Now auth.mydomain.com will be appeared in domain section with Pending status. It will soon be changed to Connected. And after some time, the NET::ERR_CERT_COMMON_NAME_INVALID warning issue will be gone.

P.S. With help of Firebase technical support team, I have got the answer to my own question.


just to clarify, as of Jan 6th 2020, the method above (using 'Redirect' within Firebase Hosting) doesn't work anymore.

Following something written in https://levelup.gitconnected.com/how-to-connect-a-domain-to-your-firebase-project-cd47373bad79 - we can see for Authentication, we need to use "Custom Domains" and not "Redirect"

This is because if redirection is used, the SSL signed between the exit and entry points of the custom domain and Google's authentication servers will fail the handshake.

In other words:

If you are setting it up for the first time:

  1. In Firebase project my-app-12345's console, click Hosting on the side menu.

  2. When Set up hosting pop-up appears, click Continue.
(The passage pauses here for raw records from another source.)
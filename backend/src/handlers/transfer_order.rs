//! HTTP handlers for transfer orders

use axum::{
    extract::{Path, Query, State},
    http::StatusCode,
    Json,
};
use uuid::Uuid;

use crate::error::AppResult;
use crate::middleware::{CurrentUser, Privilege};
use crate::services::transfer_order::{
    CreateManualTransferInput, CreateTransferFromPoInput, TransferOrderDetail,
    TransferOrderFilter, TransferOrderService,
};
use crate::AppState;

const FEATURE: &str = "transfer_order";

/// Dispatch stock against a purchase order
pub async fn create_transfer_from_po(
    State(state): State<AppState>,
    current_user: CurrentUser,
    Json(input): Json<CreateTransferFromPoInput>,
) -> AppResult<(StatusCode, Json<TransferOrderDetail>)> {
    current_user.authorize(FEATURE, Privilege::Create)?;
    let service = TransferOrderService::new(state.db);
    let transfer = service.create_from_po(current_user.user_id(), input).await?;
    Ok((StatusCode::CREATED, Json(transfer)))
}

/// Dispatch stock without a purchase order
pub async fn create_manual_transfer(
    State(state): State<AppState>,
    current_user: CurrentUser,
    Json(input): Json<CreateManualTransferInput>,
) -> AppResult<(StatusCode, Json<TransferOrderDetail>)> {
    current_user.authorize(FEATURE, Privilege::Create)?;
    let service = TransferOrderService::new(state.db);
    let transfer = service.create_manual(current_user.user_id(), input).await?;
    Ok((StatusCode::CREATED, Json(transfer)))
}

pub async fn list_transfer_orders(
    State(state): State<AppState>,
    current_user: CurrentUser,
    Query(filter): Query<TransferOrderFilter>,
) -> AppResult<Json<Vec<TransferOrderDetail>>> {
    current_user.authorize(FEATURE, Privilege::View)?;
    let service = TransferOrderService::new(state.db);
    let transfers = service.list_tos(filter).await?;
    Ok(Json(transfers))
}

pub async fn get_transfer_order(
    State(state): State<AppState>,
    current_user: CurrentUser,
    Path(to_id): Path<Uuid>,
) -> AppResult<Json<TransferOrderDetail>> {
    current_user.authorize(FEATURE, Privilege::View)?;
    let service = TransferOrderService::new(state.db);
    let transfer = service.get_to(to_id).await?;
    Ok(Json(transfer))
}
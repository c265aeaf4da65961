//! HTTP middleware

mod auth;

pub use auth::{auth_middleware, CurrentUser, Privilege};
//! Stock ledger tests
//!
//! Tests for the cell arithmetic and its audit trail:
//! - Replaying history from zero reconstructs every cell exactly
//! - No cell is ever observed below zero
//! - A rejected change leaves neither a quantity change nor a history row
//! - The auditor detects tampered history and drifted cells
//! - Stock views drop empty cells and order by SKU then batch code

use proptest::prelude::*;
use shared::*;
use uuid::Uuid;

fn key(inventory: u128, sku: u128, batch: u128) -> CellKey {
    CellKey::new(
        Uuid::from_u128(inventory),
        Uuid::from_u128(sku),
        Uuid::from_u128(batch),
    )
}

fn level(sku: u128, sku_code: &str, batch: u128, batch_code: &str, quantity: i32) -> StockLevel {
    StockLevel {
        sku_id: Uuid::from_u128(sku),
        sku_code: sku_code.to_string(),
        sku_name: format!("{} name", sku_code),
        batch_id: Uuid::from_u128(batch),
        batch_code: batch_code.to_string(),
        quantity,
    }
}

// ============================================================================
// Unit Tests
// ============================================================================

#[cfg(test)]
mod unit_tests {
    use super::*;

    #[test]
    fn test_delta_below_zero_is_insufficient() {
        assert_eq!(
            StockChange::Delta(-5).apply(3),
            Err(StockError::Insufficient {
                available: 3,
                requested: 5
            })
        );
        assert_eq!(StockChange::Delta(-3).apply(3), Ok(0));
    }

    #[test]
    fn test_absolute_overwrites() {
        assert_eq!(StockChange::Absolute(15).apply(18), Ok(15));
        assert_eq!(StockChange::Absolute(0).apply(18), Ok(0));
        assert_eq!(
            StockChange::Absolute(-1).apply(18),
            Err(StockError::NegativeQuantity(-1))
        );
    }

    #[test]
    fn test_overflow_is_rejected() {
        assert_eq!(StockChange::Delta(1).apply(i32::MAX), Err(StockError::Overflow));
    }

    #[test]
    fn test_rejected_change_writes_nothing() {
        let mut book = StockBook::new();
        let cell = key(1, 10, 100);
        book.apply(cell, StockChange::Delta(4), "in").unwrap();

        assert!(book.apply(cell, StockChange::Delta(-5), "out").is_err());
        assert_eq!(book.quantity(&cell), 4);
        assert_eq!(book.entries().len(), 1);
    }

    #[test]
    fn test_zero_cells_persist_in_book() {
        let mut book = StockBook::new();
        let cell = key(1, 10, 100);
        book.apply(cell, StockChange::Delta(2), "in").unwrap();
        book.apply(cell, StockChange::Delta(-2), "out").unwrap();

        assert_eq!(book.quantity(&cell), 0);
        assert_eq!(book.cells().count(), 1);
    }

    #[test]
    fn test_audit_detects_tampered_history() {
        let cell = key(1, 10, 100);
        let entries = vec![
            LedgerEntry {
                key: cell,
                old_quantity: 0,
                new_quantity: 20,
                reason: "Production batch B001 created".to_string(),
            },
            LedgerEntry {
                key: cell,
                old_quantity: 25,
                new_quantity: 5,
                reason: "Transfer Order TO-00001 (sent out)".to_string(),
            },
        ];

        let audit = audit_ledger(&entries, vec![(cell, 5)]);
        assert!(!audit.is_clean());
        assert_eq!(audit.chain_breaks.len(), 1);
        assert_eq!(audit.chain_breaks[0].position, 1);
        assert_eq!(audit.chain_breaks[0].expected_old_quantity, 20);
        assert!(audit.mismatched_cells.is_empty());
    }

    #[test]
    fn test_audit_detects_drifted_cell() {
        let cell = key(1, 10, 100);
        let entries = vec![LedgerEntry {
            key: cell,
            old_quantity: 0,
            new_quantity: 20,
            reason: "Production batch B001 created".to_string(),
        }];

        let audit = audit_ledger(&entries, vec![(cell, 19)]);
        assert_eq!(
            audit.mismatched_cells,
            vec![CellMismatch {
                key: cell,
                stored_quantity: 19,
                replayed_quantity: 20,
            }]
        );
    }

    #[test]
    fn test_audit_detects_missing_cell() {
        let cell = key(1, 10, 100);
        let entries = vec![LedgerEntry {
            key: cell,
            old_quantity: 0,
            new_quantity: 7,
            reason: "Receive Order RO-00001 (manual receipt)".to_string(),
        }];

        let audit = audit_ledger(&entries, Vec::new());
        assert_eq!(audit.mismatched_cells.len(), 1);
        assert_eq!(audit.mismatched_cells[0].stored_quantity, 0);
    }

    #[test]
    fn test_empty_ledger_is_clean() {
        let audit = audit_ledger(&[], Vec::new());
        assert!(audit.is_clean());
        assert_eq!(audit.entries_replayed, 0);
    }

    #[test]
    fn test_group_by_sku_orders_and_filters() {
        let levels = vec![
            level(2, "SKU-PORK-250", 100, "B001", 4),
            level(1, "SKU-BEEF-500", 101, "B002", 3),
            level(1, "SKU-BEEF-500", 100, "B001", 0),
            level(1, "SKU-BEEF-500", 102, "B003", 7),
        ];

        let grouped = group_by_sku(levels);
        assert_eq!(grouped.len(), 2);
        assert_eq!(grouped[0].sku_code, "SKU-BEEF-500");
        assert_eq!(grouped[0].total_quantity, 10);
        let codes: Vec<&str> = grouped[0].batches.iter().map(|b| b.batch_code.as_str()).collect();
        assert_eq!(codes, vec!["B002", "B003"]);
        assert_eq!(grouped[1].sku_code, "SKU-PORK-250");
    }

    #[test]
    fn test_document_codes() {
        assert_eq!(DocumentKind::Batch.format_code(2), "B002");
        assert_eq!(DocumentKind::PurchaseOrder.format_code(1), "PO-00001");
        assert_eq!(DocumentKind::TransferOrder.format_code(12), "TO-00012");
        assert_eq!(DocumentKind::ReceiveOrder.format_code(345), "RO-00345");
    }
}

// ============================================================================
// Property Tests
// ============================================================================

#[cfg(test)]
mod property_tests {
    use super::*;

    fn change_strategy() -> impl Strategy<Value = StockChange> {
        prop_oneof![
            4 => (-40i32..60).prop_map(StockChange::Delta),
            1 => (0i32..80).prop_map(StockChange::Absolute),
        ]
    }

    fn op_strategy() -> impl Strategy<Value = (CellKey, StockChange)> {
        (0u128..2, 0u128..2, 0u128..3, change_strategy())
            .prop_map(|(inv, sku, batch, change)| (key(inv, 10 + sku, 100 + batch), change))
    }

    proptest! {
        #![proptest_config(ProptestConfig::with_cases(100))]

        /// Replaying history from zero reconstructs every cell
        #[test]
        fn prop_replay_reconstructs_cells(ops in prop::collection::vec(op_strategy(), 0..60)) {
            let mut book = StockBook::new();
            for (cell, change) in ops {
                let _ = book.apply(cell, change, "op");
            }

            let replayed = StockBook::replay(book.entries());
            for (cell, quantity) in book.cells() {
                prop_assert_eq!(replayed.get(cell).copied().unwrap_or(0), *quantity);
            }

            let audit = audit_ledger(book.entries(), book.cells().map(|(k, q)| (*k, *q)));
            prop_assert!(audit.is_clean());
            prop_assert_eq!(audit.entries_replayed, book.entries().len());
        }

        /// Quantities never go below zero, whatever is attempted
        #[test]
        fn prop_quantities_never_negative(ops in prop::collection::vec(op_strategy(), 0..60)) {
            let mut book = StockBook::new();
            for (cell, change) in ops {
                let before = book.quantity(&cell);
                match book.apply(cell, change, "op") {
                    Ok(after) => {
                        prop_assert!(after >= 0);
                    }
                    Err(_) => {
                        prop_assert_eq!(book.quantity(&cell), before);
                    }
                }
            }
            prop_assert!(book.entries().iter().all(|e| e.new_quantity >= 0 && e.old_quantity >= 0));
        }

        /// Each history entry chains from the previous entry of the same cell
        #[test]
        fn prop_history_chains_per_cell(ops in prop::collection::vec(op_strategy(), 1..60)) {
            let mut book = StockBook::new();
            for (cell, change) in &ops {
                let _ = book.apply(*cell, *change, "op");
            }

            for (cell, quantity) in book.cells() {
                let mut expected_old = 0;
                for entry in book.history(*cell) {
                    prop_assert_eq!(entry.old_quantity, expected_old);
                    expected_old = entry.new_quantity;
                }
                prop_assert_eq!(expected_old, *quantity);
            }
        }

        /// A failing unit of work rolls back everything it applied
        #[test]
        fn prop_atomically_restores_on_failure(
            seed in 0i32..50,
            take in 0i32..100,
        ) {
            let mut book = StockBook::new();
            let a = key(1, 10, 100);
            let b = key(1, 11, 100);
            book.apply(a, StockChange::Delta(seed), "seed").unwrap();
            let before = book.clone();

            let result = book.atomically(|book| -> Result<(), StockError> {
                book.apply(b, StockChange::Delta(5), "in")?;
                book.apply(a, StockChange::Delta(-take), "out")?;
                Ok(())
            });

            if take > seed {
                prop_assert!(result.is_err());
                prop_assert_eq!(book.entries(), before.entries());
                prop_assert_eq!(book.quantity(&b), 0);
            } else {
                prop_assert!(result.is_ok());
                prop_assert_eq!(book.quantity(&a), seed - take);
                prop_assert_eq!(book.quantity(&b), 5);
            }
        }

        /// Short reasons are rejected after trimming, longer ones accepted
        #[test]
        fn prop_reason_length(reason in "[ a-z]{0,12}") {
            let ok = reason.trim().chars().count() >= MIN_REASON_LEN;
            prop_assert_eq!(validate_reason(&reason).is_ok(), ok);
        }
    }
}
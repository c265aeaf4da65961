//! Common types used across the platform

use serde::{Deserialize, Serialize};
use uuid::Uuid;

/// Key of a stock cell: one (inventory, SKU, batch) triple
#[derive(Debug, Clone, Copy, PartialEq, Eq, Hash, PartialOrd, Ord, Serialize, Deserialize)]
pub struct CellKey {
    pub inventory_id: Uuid,
    pub sku_id: Uuid,
    pub batch_id: Uuid,
}

impl CellKey {
    pub fn new(inventory_id: Uuid, sku_id: Uuid, batch_id: Uuid) -> Self {
        Self {
            inventory_id,
            sku_id,
            batch_id,
        }
    }
}

/// Documents that carry a sequential human-readable code
#[derive(Debug, Clone, Copy, PartialEq, Eq, Hash, Serialize, Deserialize)]
#[serde(rename_all = "snake_case")]
pub enum DocumentKind {
    Batch,
    PurchaseOrder,
    TransferOrder,
    ReceiveOrder,
}

impl DocumentKind {
    /// Key of the counter row in `document_sequences`
    pub fn as_str(&self) -> &'static str {
        match self {
            DocumentKind::Batch => "batch",
            DocumentKind::PurchaseOrder => "purchase_order",
            DocumentKind::TransferOrder => "transfer_order",
            DocumentKind::ReceiveOrder => "receive_order",
        }
    }

    /// Format a sequence value as a document code (e.g. "B001", "TO-00042")
    pub fn format_code(&self, sequence: i64) -> String {
        match self {
            DocumentKind::Batch => format!("B{:03}", sequence),
            DocumentKind::PurchaseOrder => format!("PO-{:05}", sequence),
            DocumentKind::TransferOrder => format!("TO-{:05}", sequence),
            DocumentKind::ReceiveOrder => format!("RO-{:05}", sequence),
        }
    }
}
//! Authentication middleware
//!
//! Bearer JWT authentication plus the capability check that gates every
//! endpoint. Roles and permission inheritance live outside this service; a
//! token simply lists the `module:feature:privilege` grants of its holder.

use axum::{
    extract::{Request, State},
    http::{header::AUTHORIZATION, StatusCode},
    middleware::Next,
    response::{IntoResponse, Response},
    Json,
};
use jsonwebtoken::{decode, errors::ErrorKind, DecodingKey, Validation};
use uuid::Uuid;

use crate::error::{AppError, AppResult, ErrorDetail, ErrorResponse};
use crate::AppState;

/// Module name used in every permission of this service
pub const MODULE: &str = "inventory";

/// Privilege level requested from the capability check
#[derive(Debug, Clone, Copy, PartialEq, Eq)]
pub enum Privilege {
    View,
    Create,
    Edit,
}

impl Privilege {
    pub fn as_str(&self) -> &'static str {
        match self {
            Privilege::View => "view",
            Privilege::Create => "create",
            Privilege::Edit => "edit",
        }
    }
}

/// Authenticated user information extracted from JWT
#[derive(Clone, Debug)]
pub struct AuthUser {
    pub user_id: Uuid,
    pub permissions: Vec<String>,
}

impl AuthUser {
    /// Check if user holds `module:feature:privilege`
    pub fn has_permission(&self, module: &str, feature: &str, privilege: Privilege) -> bool {
        let permission = permission_key(module, feature, privilege);
        self.permissions.contains(&permission)
    }
}

fn permission_key(module: &str, feature: &str, privilege: Privilege) -> String {
    format!("{}:{}:{}", module, feature, privilege.as_str())
}

/// Capability check: allow or deny `user` on `module:feature:privilege`
pub fn authorize(user: &AuthUser, module: &str, feature: &str, privilege: Privilege) -> AppResult<()> {
    if user.has_permission(module, feature, privilege) {
        Ok(())
    } else {
        Err(AppError::InsufficientPermissions(permission_key(
            module, feature, privilege,
        )))
    }
}

/// Authentication middleware that validates JWT tokens
pub async fn auth_middleware(
    State(state): State<AppState>,
    mut request: Request,
    next: Next,
) -> Response {
    // Extract Authorization header
    let auth_header = request
        .headers()
        .get(AUTHORIZATION)
        .and_then(|h| h.to_str().ok());

    let token = match auth_header.and_then(|h| h.strip_prefix("Bearer ")) {
        Some(token) => token,
        None => return AppError::InvalidToken.into_response(),
    };

    let claims = match decode_jwt(token, &state.config.jwt.secret) {
        Ok(claims) => claims,
        Err(err) => return err.into_response(),
    };

    let user_id = match Uuid::parse_str(&claims.sub) {
        Ok(id) => id,
        Err(_) => return AppError::InvalidToken.into_response(),
    };

    request.extensions_mut().insert(AuthUser {
        user_id,
        permissions: claims.permissions,
    });

    next.run(request).await
}

/// JWT claims structure
#[derive(Debug, serde::Serialize, serde::Deserialize)]
struct Claims {
    sub: String,
    #[serde(default)]
    permissions: Vec<String>,
    exp: i64,
    iat: i64,
}

/// Decode and validate JWT token
fn decode_jwt(token: &str, secret: &str) -> AppResult<Claims> {
    decode::<Claims>(
        token,
        &DecodingKey::from_secret(secret.as_bytes()),
        &Validation::default(),
    )
    .map(|data| data.claims)
    .map_err(|e| match e.kind() {
        ErrorKind::ExpiredSignature => AppError::TokenExpired,
        _ => AppError::InvalidToken,
    })
}

/// Extractor for authenticated user
/// Use this in handlers to get the current user
#[derive(Clone, Debug)]
pub struct CurrentUser(pub AuthUser);

#[axum::async_trait]
impl<S> axum::extract::FromRequestParts<S> for CurrentUser
where
    S: Send + Sync,
{
    type Rejection = (StatusCode, Json<ErrorResponse>);

    async fn from_request_parts(
        parts: &mut axum::http::request::Parts,
        _state: &S,
    ) -> Result<Self, Self::Rejection> {
        parts
            .extensions
            .get::<AuthUser>()
            .cloned()
            .map(CurrentUser)
            .ok_or_else(|| {
                let error = ErrorResponse {
                    error: ErrorDetail::new("UNAUTHORIZED", "Authentication required"),
                };
                (StatusCode::UNAUTHORIZED, Json(error))
            })
    }
}

impl CurrentUser {
    /// Capability check for the inventory module
    pub fn authorize(&self, feature: &str, privilege: Privilege) -> AppResult<()> {
        authorize(&self.0, MODULE, feature, privilege)
    }

    pub fn user_id(&self) -> Uuid {
        self.0.user_id
    }
}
Then click Finish.

  3. In Hosting page, click Connect domain.

  4. When Connect domain pop-up appears, enter auth.mydomain.com. Then do not tick 'Redirect auth.mydomain.com to an existing website' checkbox. Then enter my-app-12345.firebaseapp.com. Then click Continue.

If you've already setup a Redirect domain, and you cannot get it to work - you can simply edit the entry, and change to a "Custom" type.

Wait 10 ~ 30 minutes once that has changed to have this function properly.